- _TASK DESCRIPTION_:
I'd like every line from the material below that has "SqliteStore" in it.

- _INFORMATION PROVIDED_:
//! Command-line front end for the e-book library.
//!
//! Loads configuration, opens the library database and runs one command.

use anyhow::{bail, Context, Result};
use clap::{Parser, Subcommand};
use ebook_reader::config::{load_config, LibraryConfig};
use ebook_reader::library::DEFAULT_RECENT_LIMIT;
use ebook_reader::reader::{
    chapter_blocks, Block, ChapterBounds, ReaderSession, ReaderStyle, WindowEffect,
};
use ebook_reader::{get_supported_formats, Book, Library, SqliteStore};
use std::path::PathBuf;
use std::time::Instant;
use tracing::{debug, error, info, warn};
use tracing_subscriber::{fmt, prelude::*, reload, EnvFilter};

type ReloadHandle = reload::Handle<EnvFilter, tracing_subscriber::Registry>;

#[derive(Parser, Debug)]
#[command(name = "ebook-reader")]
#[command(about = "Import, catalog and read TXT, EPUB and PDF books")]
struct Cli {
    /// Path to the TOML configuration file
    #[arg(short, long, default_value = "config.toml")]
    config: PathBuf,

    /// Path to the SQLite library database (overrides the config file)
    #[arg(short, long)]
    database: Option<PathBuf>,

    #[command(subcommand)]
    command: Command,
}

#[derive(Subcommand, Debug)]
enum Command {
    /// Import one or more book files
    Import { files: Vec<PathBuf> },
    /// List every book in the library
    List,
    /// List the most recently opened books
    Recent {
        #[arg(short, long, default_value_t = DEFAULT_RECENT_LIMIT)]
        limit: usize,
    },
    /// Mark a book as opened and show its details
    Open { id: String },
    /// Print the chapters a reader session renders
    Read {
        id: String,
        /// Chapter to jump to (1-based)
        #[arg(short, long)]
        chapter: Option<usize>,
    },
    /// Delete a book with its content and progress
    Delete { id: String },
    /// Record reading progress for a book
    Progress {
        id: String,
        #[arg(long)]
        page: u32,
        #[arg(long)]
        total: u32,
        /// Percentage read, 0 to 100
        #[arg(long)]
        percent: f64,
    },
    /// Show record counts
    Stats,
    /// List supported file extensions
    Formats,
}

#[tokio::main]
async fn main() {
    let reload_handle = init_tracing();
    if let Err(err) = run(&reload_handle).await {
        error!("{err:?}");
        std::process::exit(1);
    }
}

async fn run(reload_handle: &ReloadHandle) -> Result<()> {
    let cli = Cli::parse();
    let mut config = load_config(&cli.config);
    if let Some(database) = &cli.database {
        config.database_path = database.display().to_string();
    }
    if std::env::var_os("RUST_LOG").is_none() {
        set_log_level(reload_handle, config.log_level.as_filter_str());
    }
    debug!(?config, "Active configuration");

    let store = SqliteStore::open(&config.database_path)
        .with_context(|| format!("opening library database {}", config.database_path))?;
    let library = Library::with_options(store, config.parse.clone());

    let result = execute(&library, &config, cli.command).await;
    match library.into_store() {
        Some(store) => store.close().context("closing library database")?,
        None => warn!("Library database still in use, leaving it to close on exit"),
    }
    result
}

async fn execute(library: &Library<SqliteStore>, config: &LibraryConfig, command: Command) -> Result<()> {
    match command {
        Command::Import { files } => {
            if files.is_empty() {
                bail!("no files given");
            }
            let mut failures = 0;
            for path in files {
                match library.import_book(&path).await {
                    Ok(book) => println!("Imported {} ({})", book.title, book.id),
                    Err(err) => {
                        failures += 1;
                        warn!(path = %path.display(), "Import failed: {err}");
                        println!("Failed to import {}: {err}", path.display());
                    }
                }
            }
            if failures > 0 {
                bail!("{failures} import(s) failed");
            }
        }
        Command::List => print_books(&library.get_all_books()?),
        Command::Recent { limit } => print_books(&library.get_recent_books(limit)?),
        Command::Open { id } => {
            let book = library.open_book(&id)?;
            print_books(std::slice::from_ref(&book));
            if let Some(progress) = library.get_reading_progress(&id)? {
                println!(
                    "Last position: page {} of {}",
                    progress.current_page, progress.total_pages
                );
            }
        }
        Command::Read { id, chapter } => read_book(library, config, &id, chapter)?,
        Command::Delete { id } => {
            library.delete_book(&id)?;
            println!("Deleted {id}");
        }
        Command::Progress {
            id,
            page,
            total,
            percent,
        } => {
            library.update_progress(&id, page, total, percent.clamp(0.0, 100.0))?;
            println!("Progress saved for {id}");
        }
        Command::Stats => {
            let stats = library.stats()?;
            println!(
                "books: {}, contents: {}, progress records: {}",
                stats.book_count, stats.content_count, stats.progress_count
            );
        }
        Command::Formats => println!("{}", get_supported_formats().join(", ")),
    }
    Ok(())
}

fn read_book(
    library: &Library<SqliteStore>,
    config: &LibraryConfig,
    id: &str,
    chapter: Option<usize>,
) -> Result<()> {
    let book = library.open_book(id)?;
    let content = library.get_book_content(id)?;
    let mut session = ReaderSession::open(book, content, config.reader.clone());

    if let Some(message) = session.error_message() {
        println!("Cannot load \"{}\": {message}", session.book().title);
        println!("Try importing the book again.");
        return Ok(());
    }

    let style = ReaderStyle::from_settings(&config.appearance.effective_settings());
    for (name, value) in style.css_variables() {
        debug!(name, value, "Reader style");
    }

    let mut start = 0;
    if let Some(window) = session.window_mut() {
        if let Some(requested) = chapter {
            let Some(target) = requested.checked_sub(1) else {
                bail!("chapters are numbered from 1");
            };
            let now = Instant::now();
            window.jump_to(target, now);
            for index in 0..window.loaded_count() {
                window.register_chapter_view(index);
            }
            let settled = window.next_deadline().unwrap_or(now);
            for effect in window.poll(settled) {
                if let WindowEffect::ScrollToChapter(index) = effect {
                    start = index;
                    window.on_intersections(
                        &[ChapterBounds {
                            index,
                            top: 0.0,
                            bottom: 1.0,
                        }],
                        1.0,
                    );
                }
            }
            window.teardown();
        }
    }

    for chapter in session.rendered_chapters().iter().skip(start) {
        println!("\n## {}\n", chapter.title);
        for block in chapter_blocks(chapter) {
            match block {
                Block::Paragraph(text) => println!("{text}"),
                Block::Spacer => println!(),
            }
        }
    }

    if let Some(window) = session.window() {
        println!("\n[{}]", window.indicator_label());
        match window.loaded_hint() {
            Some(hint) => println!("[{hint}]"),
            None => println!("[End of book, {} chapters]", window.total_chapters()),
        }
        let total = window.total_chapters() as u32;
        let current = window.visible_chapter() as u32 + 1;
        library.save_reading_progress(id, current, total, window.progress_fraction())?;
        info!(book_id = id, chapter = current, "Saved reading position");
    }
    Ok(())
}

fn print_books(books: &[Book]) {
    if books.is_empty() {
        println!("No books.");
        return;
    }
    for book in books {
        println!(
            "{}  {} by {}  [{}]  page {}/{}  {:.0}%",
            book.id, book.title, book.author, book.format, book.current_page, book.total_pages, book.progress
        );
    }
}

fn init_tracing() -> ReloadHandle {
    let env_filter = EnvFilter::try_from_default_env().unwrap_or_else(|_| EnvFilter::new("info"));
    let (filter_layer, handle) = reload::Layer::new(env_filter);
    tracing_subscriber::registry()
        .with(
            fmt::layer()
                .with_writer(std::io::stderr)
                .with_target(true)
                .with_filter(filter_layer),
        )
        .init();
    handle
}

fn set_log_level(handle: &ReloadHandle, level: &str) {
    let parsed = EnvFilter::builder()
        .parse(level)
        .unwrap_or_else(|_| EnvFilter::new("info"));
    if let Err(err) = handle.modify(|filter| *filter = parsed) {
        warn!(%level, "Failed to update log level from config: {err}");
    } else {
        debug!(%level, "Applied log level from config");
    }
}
==
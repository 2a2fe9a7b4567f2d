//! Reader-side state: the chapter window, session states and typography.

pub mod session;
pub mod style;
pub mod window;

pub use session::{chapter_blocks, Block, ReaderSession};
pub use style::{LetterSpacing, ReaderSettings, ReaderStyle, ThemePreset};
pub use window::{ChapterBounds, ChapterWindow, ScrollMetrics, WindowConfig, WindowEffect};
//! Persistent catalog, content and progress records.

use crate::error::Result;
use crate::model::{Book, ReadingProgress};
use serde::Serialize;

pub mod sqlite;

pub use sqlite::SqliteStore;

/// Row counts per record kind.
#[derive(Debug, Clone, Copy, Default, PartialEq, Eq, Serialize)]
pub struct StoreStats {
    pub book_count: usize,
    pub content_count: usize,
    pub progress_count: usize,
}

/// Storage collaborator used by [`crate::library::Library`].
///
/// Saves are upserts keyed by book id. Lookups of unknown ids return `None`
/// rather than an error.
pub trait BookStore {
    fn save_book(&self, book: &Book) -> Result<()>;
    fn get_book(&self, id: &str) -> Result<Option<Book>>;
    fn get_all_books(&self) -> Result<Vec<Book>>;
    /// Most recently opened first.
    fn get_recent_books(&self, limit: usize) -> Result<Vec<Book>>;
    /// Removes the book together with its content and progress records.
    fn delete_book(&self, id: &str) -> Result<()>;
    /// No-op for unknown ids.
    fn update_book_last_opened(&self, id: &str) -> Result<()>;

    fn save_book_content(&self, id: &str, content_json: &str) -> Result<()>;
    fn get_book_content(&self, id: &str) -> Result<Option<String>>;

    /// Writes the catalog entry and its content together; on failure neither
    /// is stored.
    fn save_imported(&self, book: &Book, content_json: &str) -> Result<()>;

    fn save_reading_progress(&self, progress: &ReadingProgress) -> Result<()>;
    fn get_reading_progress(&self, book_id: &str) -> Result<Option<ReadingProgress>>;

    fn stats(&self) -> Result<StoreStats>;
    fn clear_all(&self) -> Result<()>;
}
==
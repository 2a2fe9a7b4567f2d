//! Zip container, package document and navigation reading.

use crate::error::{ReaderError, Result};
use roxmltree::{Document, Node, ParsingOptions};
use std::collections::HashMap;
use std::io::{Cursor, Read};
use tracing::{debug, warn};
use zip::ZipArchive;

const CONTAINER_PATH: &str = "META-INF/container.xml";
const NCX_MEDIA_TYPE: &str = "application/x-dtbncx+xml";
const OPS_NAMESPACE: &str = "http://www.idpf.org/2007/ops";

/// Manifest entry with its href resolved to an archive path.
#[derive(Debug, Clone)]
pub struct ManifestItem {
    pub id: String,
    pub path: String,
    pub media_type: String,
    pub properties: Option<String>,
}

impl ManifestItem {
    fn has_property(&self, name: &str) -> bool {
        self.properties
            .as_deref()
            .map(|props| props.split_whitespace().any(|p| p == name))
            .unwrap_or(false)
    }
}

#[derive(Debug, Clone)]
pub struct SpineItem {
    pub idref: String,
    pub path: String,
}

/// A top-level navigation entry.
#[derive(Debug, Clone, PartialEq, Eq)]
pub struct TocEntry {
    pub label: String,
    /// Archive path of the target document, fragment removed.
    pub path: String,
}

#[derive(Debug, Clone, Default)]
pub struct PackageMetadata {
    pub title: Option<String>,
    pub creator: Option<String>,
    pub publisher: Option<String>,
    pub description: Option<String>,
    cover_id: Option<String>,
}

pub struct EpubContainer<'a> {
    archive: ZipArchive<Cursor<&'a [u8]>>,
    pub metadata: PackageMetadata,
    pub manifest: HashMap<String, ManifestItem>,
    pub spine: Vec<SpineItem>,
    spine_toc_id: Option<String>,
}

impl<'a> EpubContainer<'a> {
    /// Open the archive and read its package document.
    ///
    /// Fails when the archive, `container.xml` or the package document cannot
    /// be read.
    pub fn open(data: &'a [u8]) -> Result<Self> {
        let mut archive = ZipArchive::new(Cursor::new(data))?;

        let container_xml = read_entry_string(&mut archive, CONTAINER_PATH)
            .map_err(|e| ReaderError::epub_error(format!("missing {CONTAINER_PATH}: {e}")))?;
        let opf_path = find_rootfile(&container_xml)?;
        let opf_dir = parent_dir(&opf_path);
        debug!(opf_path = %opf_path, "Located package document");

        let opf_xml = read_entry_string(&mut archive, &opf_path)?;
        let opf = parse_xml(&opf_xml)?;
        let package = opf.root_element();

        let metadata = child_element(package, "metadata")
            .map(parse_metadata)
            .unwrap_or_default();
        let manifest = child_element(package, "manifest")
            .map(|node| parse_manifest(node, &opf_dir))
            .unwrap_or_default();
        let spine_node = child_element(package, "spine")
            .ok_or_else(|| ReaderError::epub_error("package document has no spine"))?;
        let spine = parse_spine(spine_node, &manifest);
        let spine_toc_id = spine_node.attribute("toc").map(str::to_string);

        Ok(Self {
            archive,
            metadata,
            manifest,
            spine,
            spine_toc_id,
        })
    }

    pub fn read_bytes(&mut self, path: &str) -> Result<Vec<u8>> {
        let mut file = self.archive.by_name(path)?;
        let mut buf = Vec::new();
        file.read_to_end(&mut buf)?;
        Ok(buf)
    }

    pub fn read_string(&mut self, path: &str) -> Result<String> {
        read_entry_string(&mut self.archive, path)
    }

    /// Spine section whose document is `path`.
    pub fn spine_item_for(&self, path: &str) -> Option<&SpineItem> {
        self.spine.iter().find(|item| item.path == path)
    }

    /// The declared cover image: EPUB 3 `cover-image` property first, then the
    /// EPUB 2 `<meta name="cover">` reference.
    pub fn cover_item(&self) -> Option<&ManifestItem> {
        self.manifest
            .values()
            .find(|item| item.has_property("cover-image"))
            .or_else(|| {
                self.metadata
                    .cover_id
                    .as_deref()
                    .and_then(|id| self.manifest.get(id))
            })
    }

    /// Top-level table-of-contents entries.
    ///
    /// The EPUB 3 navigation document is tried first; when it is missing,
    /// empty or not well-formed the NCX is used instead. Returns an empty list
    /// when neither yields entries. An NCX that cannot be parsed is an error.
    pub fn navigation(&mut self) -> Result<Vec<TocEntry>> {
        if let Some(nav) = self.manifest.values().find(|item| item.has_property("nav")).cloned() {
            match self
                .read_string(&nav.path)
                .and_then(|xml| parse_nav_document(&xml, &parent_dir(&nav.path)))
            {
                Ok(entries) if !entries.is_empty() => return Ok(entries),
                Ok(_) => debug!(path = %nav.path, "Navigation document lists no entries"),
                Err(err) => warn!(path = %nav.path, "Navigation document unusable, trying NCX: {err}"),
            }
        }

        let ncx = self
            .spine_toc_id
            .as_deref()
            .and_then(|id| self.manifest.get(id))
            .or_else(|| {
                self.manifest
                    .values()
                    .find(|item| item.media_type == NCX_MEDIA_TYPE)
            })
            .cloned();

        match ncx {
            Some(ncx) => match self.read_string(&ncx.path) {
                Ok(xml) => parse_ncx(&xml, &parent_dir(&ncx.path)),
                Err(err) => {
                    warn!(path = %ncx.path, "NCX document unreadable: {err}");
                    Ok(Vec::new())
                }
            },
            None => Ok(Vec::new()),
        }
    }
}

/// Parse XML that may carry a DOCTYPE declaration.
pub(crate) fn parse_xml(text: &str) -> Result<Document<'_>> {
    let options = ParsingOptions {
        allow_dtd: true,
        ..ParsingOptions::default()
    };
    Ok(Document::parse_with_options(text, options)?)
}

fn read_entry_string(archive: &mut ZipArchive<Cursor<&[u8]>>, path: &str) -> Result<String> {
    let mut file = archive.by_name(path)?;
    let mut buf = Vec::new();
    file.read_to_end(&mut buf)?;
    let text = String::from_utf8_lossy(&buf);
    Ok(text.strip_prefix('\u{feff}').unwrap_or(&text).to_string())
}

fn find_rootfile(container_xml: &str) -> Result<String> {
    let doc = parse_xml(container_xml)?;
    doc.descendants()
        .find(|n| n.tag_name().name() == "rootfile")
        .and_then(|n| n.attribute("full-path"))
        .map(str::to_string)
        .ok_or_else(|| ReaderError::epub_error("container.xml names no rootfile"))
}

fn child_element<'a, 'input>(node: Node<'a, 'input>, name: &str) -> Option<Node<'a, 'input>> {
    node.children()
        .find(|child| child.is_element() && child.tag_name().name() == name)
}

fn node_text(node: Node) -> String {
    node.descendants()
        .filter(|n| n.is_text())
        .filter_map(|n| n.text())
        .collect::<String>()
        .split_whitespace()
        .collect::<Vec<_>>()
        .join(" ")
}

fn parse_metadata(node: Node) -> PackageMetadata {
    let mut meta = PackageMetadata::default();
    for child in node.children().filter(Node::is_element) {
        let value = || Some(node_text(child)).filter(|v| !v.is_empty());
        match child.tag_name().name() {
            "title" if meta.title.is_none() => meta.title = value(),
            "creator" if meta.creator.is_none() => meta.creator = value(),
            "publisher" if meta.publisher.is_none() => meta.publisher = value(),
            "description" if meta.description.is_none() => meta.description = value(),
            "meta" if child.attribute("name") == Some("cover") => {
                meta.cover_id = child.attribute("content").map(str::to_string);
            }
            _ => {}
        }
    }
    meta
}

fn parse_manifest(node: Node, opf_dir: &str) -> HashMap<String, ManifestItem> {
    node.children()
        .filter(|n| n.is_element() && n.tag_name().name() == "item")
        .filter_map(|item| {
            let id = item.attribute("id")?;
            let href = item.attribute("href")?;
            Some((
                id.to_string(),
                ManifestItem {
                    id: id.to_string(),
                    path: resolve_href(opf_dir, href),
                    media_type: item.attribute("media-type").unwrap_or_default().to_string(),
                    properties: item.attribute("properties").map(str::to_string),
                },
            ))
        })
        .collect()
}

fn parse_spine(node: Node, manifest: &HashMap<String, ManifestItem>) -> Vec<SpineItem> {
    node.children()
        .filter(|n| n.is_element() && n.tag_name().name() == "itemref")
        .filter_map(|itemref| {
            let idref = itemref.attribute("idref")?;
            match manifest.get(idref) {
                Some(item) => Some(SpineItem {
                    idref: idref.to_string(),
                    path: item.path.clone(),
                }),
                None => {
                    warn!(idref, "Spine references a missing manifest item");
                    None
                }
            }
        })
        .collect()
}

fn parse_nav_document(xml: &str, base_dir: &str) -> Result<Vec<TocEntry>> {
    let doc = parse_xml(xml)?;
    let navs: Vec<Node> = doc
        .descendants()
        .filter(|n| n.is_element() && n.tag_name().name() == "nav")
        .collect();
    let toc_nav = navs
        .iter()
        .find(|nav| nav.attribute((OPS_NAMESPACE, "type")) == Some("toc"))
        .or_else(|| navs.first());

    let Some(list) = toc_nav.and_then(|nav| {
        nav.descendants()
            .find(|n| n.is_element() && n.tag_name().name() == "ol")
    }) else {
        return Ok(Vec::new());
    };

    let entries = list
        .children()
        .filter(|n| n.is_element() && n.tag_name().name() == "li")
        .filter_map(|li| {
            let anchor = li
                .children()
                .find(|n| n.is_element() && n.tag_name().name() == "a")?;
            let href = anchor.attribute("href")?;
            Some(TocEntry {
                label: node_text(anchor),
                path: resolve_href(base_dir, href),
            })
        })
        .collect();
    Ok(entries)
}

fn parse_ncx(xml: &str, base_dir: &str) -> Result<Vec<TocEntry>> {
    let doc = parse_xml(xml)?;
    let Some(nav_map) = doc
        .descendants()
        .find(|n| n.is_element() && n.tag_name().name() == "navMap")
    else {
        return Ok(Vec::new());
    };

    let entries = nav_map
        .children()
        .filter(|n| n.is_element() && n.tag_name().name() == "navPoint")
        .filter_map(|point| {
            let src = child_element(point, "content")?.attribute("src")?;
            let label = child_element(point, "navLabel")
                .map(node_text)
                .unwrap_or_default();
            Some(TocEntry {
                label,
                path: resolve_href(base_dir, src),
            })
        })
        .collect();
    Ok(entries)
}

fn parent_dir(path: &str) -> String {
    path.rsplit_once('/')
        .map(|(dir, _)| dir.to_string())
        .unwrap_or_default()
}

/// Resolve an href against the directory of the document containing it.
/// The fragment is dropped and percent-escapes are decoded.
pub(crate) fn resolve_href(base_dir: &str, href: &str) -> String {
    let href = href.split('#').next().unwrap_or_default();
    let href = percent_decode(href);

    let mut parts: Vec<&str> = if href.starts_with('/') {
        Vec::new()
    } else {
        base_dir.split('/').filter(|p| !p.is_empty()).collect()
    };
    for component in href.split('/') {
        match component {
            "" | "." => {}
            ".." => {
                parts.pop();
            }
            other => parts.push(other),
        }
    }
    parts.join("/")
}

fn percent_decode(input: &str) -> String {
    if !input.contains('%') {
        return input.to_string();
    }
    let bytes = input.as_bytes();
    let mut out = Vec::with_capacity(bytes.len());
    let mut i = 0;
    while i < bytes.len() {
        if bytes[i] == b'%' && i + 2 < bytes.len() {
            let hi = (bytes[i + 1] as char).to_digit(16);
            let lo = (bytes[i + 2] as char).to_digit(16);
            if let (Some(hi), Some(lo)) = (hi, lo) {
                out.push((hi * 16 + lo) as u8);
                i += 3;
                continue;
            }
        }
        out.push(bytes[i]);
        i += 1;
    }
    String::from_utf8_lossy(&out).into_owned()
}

- _EXERCISE RESPONSE_:
use ebook_reader::{get_supported_formats, Book, Library, SqliteStore};
    let store = SqliteStore::open(&config.database_path)
async fn execute(library: &Library<SqliteStore>, config: &LibraryConfig, command: Command) -> Result<()> {
    library: &Library<SqliteStore>,
pub use sqlite::SqliteStore;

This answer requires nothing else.